The PVA solution prepared for the third syringe of Example II without the gold powder was used in this Example. A strip of gold metal foil was suspended in an empty mold using a thin monofilament of nylon so that the strip is positioned in approximately the center of the mold. The nylon filament was smooth and non-porous. The mold was slowly filled with the PVA solution. The mold was then placed in the freezer and after completing the process, the monofilament was pulled out of the implant leaving the strip of metal foil intact.
The gold foil of Example IV was cut into small pieces using a food processor or other convenient method to create metal flakes. 0.03 g of metal flakes per cc of the liquid phase polymer of Example I. 20 cc of solution were placed in a mold and the solution was then frozen as above to form the implant.
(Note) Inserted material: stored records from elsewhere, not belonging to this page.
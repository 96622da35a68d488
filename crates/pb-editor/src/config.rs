//! Editor configuration.
//!
//! Every field has a default, so a config file only needs the keys it
//! changes.

use crate::error::EditorError;
use pb_core::export::ExportConfig;
use pb_core::{StyleValue, Styles};
use serde::{Deserialize, Serialize};

#[derive(Debug, Clone, PartialEq, Serialize, Deserialize)]
#[serde(default, rename_all = "camelCase")]
pub struct EditorConfig {
    /// Maximum retained history snapshots (0 = unlimited).
    pub history_limit: usize,
    /// Quiet period before a pending change is written.
    pub autosave_delay_ms: u64,
    /// How long the "saved" indicator stays up before going idle.
    pub saved_indicator_ms: u64,
    pub default_document_name: String,
    /// Page styles applied to every new document.
    pub default_page_styles: Styles,
    pub export: ExportConfig,
}

impl Default for EditorConfig {
    fn default() -> Self {
        let mut styles = Styles::new();
        styles.insert("backgroundColor".into(), StyleValue::from("#ffffff"));
        styles.insert("padding".into(), StyleValue::from("0"));
        styles.insert("margin".into(), StyleValue::from("0"));
        styles.insert("minHeight".into(), StyleValue::from("calc(100vh - 40px)"));
        styles.insert("border".into(), StyleValue::from("1px solid #eee"));
        Self {
            history_limit: 200,
            autosave_delay_ms: 1500,
            saved_indicator_ms: 3000,
            default_document_name: "New Project".to_string(),
            default_page_styles: styles,
            export: ExportConfig::default(),
        }
    }
}

impl EditorConfig {
    /// Parse a JSON config, filling absent keys from [`Default`].
    pub fn from_json(text: &str) -> Result<Self, EditorError> {
        serde_json::from_str(text).map_err(|e| EditorError::Config(e.to_string()))
    }
}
A gold coil was suspended in an empty 20 cc mold using a thin monofilament so that the coil is positioned in approximately the center of the mold. The filament was smooth and non-porous. A barb fitting through a small loop at the top of the metal coil is a convenient way to attach the filament and the coil. Slowly fill the molds with the PVA solution of Example I. After completing the gelation process by freezing, the monofilament was pulled out of the implant leaving the gold coil intact.
After gelation, the implants were sterilized as described in my Ion Treated Hydrogel copending application, U.S. Ser. No. 10/020,389 and then packaged.
The implants are formed into 10 different sizes by volume with a size range of 1.1 to 5.2 cc for future implantation.
Although the invention herein has been described with reference to particular embodiments, it is to be understood that these embodiments are merely illustrative of the principles and applications of the present invention. It is therefore to be understood that numerous modifications may be made to the illustrative embodiments and that other arrangements may be devised without departing from the spirit and scope of the present invention as defined by the appended claims.